C'est vrai que le problème prend une tournure politique aux Etats-Unis. Les publications exposant diverses expériences sur l'embryon se multiplient à l'approche du vote des sénateurs sur le clonage. Tentatives de séduction destinées à séduire les politiques pour permettre une poursuite des travaux ? Cette démarche serait compréhensible dans le cas où l'expérience est couronnée de succès et laisse entrevoir des débouchés thérapeutiques proches. Dans le cas d'ACT, Tanja Diminko, une chercheuse de la firme, trouve malgré tout de quoi justifier la parution de l'article. « L'expérience de clonage n'est pas un échec, nous avons des clones (...). Ce n'est qu'un article préliminaire. Et de toute façon, les résultats négatifs sont aussi importants à publier que les bons résultats. »
Une galerie des horreurs
Mais au vu d'autres résultats présentés par la même chercheuse, on ne peut que s'interroger sur l'intérêt du clonage. Lors de la conférence annuelle sur la médecine régénérative de Washington, elle a reconnu que son équipe n'avait obtenu que des résultats catastrophiques sur des singes rhésus, en cinq années de travail. « La majorité des embryons a l'air anormal. Nous voyons couramment trois lots de chromosomes (...). C'est une vrai galerie des horreurs. » Tanja Diminko a fini par se poser LA question. « Que sommes-nous réellement en train de faire? » C'est bien ce que l'on voudrait savoir.
Une chose est sûre, ces derniers résultats n'ont pas encouragé les sénateurs américains à se prononcer en faveur du clonage humain. Bien que Michael West ait promis de nouvelles avancées d'ici à quelques mois, le Sénat a refusé de céder à la panique. Le moratoire chargé d'interdire toute expérience de clonage pour les six mois à venir a été rejeté lundi par une majorité. Les démocrates ont estimé que les obstacles empêchant le clonage chez les primates étaient trop nombreux et que, par conséquent, les débouchés ne sont pas pour demain.

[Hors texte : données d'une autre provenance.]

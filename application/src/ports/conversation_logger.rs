//! Port for structured transcript logging.
//!
//! Defines the [`ConversationLogger`] trait for recording processed turns
//! and clears to a structured log.
//!
//! This is separate from `tracing`-based operation logs: tracing handles
//! human-readable diagnostic messages, while this port captures the
//! transcript in a machine-readable format (JSONL).

use serde_json::Value;

/// A structured conversation event for logging.
///
/// Each event has a type string and a JSON payload containing
/// event-specific fields. Writers add the timestamp.
pub struct ConversationEvent {
    /// Event type identifier (e.g., "turn_processed", "transcript_cleared").
    pub event_type: &'static str,
    /// JSON payload with event-specific data.
    pub payload: Value,
}

impl ConversationEvent {
    pub fn new(event_type: &'static str, payload: Value) -> Self {
        Self {
            event_type,
            payload,
        }
    }
}

/// Port for logging conversation events to a structured log.
///
/// `log` is synchronous and infallible; a logging failure must never
/// disturb turn processing.
pub trait ConversationLogger: Send + Sync {
    /// Record a conversation event.
    fn log(&self, event: ConversationEvent);
}

/// No-op implementation for tests and when logging is disabled.
pub struct NoConversationLogger;

impl ConversationLogger for NoConversationLogger {
    fn log(&self, _event: ConversationEvent) {}
}
//! Fixed word lists used by the relevance filter.

/// Domain keywords. A message mentioning one of these is about solar energy.
///
/// Multi-word entries only match under [`MatchMode::Phrase`](super::match_mode::MatchMode::Phrase).
pub const SOLAR_KEYWORDS: &[&str] = &[
    "solar",
    "photovoltaic",
    "pv",
    "renewable energy",
    "sun",
    "solar panel",
    "net metering",
    "solar cell",
    "solar inverter",
    "solar energy",
    "solar power",
    "solar battery",
];

/// Pronoun-like words whose meaning depends on the previous turn.
pub const BACK_REFERENCE_WORDS: &[&str] = &["it", "this", "that", "they", "them", "these", "those"];

#[cfg(test)]
mod tests {
    use super::*;

    #[test]
    fn test_keywords_are_lowercase() {
        for keyword in SOLAR_KEYWORDS.iter().chain(BACK_REFERENCE_WORDS) {
            assert_eq!(*keyword, keyword.to_lowercase());
        }
    }

    #[test]
    fn test_back_reference_words_are_single_tokens() {
        assert!(BACK_REFERENCE_WORDS.iter().all(|w| !w.contains(' ')));
    }
}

Du coup, le Sénat ne prendra position sur le clonage qu'en février ou en mars.
Depuis mardi, la Grande-Bretagne, pour sa part, a choisi son camp. Oui au clonage thérapeutique, mais non au clonage reproductif. Avec cette nouvelle loi, toute personne ayant implanté un embryon cloné chez une femme est désormais passible d'une peine maximale de dix ans de prison et d'une amende. Le vide juridique créé par un récent arrêt qui empêche la protection juridique des embryons clonés est enfin comblé.
Les chercheurs suédois pour le clonage thérapeutique
« Ethiquement défendable. » C'est ainsi que le Conseil scientifique suédois a jugé le clonage thérapeutique, lors de la présentation de ses orientations pour la recherche publique. Conséquence : les scientifiques recommandent au législateur de ne pas ratifier la Convention européenne sur les droits de l'homme et la biomédecine, qui l'interdit. Le président du Conseil, Bengt Westerberg, a toutefois insisté sur la nécessité d'un organisme public de contrôle et l'obligation de garanties éthiques sur le don d'embryon. D'après Bengt Westerberg, la Suède est « à l'heure actuelle leader mondial de la recherche sur les cellules souches ». Sur les 70 lignées cultivées dans le monde, les laboratoires suédois en détiennent 25.